Start of INFORMATION SUPPLIED

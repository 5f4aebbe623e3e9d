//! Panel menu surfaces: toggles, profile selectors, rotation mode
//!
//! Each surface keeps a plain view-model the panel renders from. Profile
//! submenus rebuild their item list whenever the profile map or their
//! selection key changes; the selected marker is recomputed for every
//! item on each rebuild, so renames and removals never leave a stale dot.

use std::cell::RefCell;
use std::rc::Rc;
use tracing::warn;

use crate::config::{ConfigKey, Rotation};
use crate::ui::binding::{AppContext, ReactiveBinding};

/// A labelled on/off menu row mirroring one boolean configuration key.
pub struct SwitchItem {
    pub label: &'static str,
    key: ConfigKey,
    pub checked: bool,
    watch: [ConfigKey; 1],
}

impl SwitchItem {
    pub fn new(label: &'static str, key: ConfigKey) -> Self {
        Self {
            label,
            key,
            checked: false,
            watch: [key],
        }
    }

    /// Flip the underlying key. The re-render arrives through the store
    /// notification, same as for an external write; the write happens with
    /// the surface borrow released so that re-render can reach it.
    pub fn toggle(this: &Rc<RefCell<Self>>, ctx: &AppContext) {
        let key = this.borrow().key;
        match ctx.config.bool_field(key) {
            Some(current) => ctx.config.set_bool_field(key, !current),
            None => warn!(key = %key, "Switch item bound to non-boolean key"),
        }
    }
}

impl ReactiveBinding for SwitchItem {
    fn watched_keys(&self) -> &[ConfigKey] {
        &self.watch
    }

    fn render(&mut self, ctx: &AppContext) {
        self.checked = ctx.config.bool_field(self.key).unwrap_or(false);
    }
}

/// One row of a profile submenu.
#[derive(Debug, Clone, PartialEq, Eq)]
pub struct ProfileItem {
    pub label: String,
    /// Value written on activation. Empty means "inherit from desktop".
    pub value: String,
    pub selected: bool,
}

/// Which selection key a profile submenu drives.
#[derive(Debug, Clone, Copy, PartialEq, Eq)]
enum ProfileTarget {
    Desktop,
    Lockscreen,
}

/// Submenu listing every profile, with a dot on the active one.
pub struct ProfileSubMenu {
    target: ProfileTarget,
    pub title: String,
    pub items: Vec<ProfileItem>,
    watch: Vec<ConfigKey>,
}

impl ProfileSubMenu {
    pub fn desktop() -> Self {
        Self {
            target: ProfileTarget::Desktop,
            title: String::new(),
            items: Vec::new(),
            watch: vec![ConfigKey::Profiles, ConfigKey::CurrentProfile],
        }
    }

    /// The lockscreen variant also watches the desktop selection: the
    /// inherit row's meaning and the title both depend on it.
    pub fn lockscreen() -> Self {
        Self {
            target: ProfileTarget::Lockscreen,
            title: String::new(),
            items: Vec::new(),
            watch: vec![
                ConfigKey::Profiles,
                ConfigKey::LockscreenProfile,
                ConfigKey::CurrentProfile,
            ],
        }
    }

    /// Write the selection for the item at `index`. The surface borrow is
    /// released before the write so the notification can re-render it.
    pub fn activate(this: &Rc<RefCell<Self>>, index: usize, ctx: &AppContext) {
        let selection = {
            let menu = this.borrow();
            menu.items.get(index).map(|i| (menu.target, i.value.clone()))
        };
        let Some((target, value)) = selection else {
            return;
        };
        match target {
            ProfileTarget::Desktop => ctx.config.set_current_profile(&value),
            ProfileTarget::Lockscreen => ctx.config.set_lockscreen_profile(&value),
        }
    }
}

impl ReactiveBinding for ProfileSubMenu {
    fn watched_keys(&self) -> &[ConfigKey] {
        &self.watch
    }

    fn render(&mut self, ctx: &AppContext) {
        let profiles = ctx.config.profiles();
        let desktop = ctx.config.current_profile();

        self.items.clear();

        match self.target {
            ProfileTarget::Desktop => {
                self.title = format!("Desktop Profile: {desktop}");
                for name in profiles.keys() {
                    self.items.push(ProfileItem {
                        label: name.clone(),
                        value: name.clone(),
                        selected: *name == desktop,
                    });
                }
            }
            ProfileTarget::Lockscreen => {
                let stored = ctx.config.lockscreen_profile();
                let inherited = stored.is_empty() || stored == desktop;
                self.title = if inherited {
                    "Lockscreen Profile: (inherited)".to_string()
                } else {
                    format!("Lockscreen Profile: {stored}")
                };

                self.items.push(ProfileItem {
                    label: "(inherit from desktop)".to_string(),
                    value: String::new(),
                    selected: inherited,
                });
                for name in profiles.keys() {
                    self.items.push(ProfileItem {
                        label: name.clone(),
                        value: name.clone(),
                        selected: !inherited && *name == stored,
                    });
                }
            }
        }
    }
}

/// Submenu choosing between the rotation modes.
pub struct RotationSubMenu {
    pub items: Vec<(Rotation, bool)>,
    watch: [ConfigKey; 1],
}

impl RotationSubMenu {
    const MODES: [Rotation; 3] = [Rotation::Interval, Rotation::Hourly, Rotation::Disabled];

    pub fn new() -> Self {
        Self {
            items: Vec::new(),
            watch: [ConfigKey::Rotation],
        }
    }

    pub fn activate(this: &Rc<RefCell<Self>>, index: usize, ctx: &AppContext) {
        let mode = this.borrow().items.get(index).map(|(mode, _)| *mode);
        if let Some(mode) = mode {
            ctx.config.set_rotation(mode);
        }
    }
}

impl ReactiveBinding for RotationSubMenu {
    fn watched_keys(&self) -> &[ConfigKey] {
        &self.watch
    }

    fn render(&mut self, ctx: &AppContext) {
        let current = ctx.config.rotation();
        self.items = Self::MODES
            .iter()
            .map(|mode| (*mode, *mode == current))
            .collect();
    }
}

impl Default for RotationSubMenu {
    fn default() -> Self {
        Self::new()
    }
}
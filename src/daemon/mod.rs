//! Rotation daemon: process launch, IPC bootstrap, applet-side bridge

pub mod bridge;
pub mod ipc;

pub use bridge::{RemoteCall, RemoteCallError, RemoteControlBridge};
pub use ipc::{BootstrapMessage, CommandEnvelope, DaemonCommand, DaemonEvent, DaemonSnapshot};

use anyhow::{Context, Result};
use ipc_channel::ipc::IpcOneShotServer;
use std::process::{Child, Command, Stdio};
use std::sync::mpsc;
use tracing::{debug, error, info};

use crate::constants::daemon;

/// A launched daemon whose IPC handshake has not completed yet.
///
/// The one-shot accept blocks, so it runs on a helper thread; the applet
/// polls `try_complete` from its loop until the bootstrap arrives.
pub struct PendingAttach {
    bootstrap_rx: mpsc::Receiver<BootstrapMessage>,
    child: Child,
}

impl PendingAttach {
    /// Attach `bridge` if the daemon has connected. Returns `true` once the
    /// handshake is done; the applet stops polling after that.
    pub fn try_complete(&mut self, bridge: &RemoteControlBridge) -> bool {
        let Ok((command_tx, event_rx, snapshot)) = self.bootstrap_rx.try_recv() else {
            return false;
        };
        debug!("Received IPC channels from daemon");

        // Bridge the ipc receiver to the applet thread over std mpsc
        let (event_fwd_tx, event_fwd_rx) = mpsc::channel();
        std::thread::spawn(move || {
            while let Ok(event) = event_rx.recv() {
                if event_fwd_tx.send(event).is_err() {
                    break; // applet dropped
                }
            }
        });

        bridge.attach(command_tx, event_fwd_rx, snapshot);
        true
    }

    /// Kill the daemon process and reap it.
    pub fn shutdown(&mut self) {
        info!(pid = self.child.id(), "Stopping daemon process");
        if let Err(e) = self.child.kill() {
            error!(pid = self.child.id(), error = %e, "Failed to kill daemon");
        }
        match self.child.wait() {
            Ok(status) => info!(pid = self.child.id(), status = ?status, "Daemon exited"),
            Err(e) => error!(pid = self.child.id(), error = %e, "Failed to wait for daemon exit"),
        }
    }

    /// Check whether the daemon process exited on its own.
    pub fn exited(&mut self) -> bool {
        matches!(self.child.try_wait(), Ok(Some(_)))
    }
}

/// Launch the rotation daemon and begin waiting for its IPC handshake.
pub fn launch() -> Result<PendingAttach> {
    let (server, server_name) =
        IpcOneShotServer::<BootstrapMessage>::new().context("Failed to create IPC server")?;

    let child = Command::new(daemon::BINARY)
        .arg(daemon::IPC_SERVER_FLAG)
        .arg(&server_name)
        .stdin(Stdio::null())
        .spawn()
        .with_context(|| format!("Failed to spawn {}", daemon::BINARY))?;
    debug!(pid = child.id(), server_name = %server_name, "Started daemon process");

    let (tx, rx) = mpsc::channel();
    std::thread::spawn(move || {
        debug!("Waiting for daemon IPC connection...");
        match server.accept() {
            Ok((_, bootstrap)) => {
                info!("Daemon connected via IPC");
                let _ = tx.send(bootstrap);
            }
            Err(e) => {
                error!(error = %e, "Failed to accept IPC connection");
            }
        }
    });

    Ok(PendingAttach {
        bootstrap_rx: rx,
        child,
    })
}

End of INFORMATION SUPPLIED

Taking the entries above, write out exactly each line from the one holding "while let Ok(event)" to the one holding "pub fn shutdown(&mut", both included, and stop there.

SOLVED EXERCISE —
            while let Ok(event) = event_rx.recv() {
                if event_fwd_tx.send(event).is_err() {
                    break; // applet dropped
                }
            }
        });

        bridge.attach(command_tx, event_fwd_rx, snapshot);
        true
    }

    /// Kill the daemon process and reap it.
    pub fn shutdown(&mut self) {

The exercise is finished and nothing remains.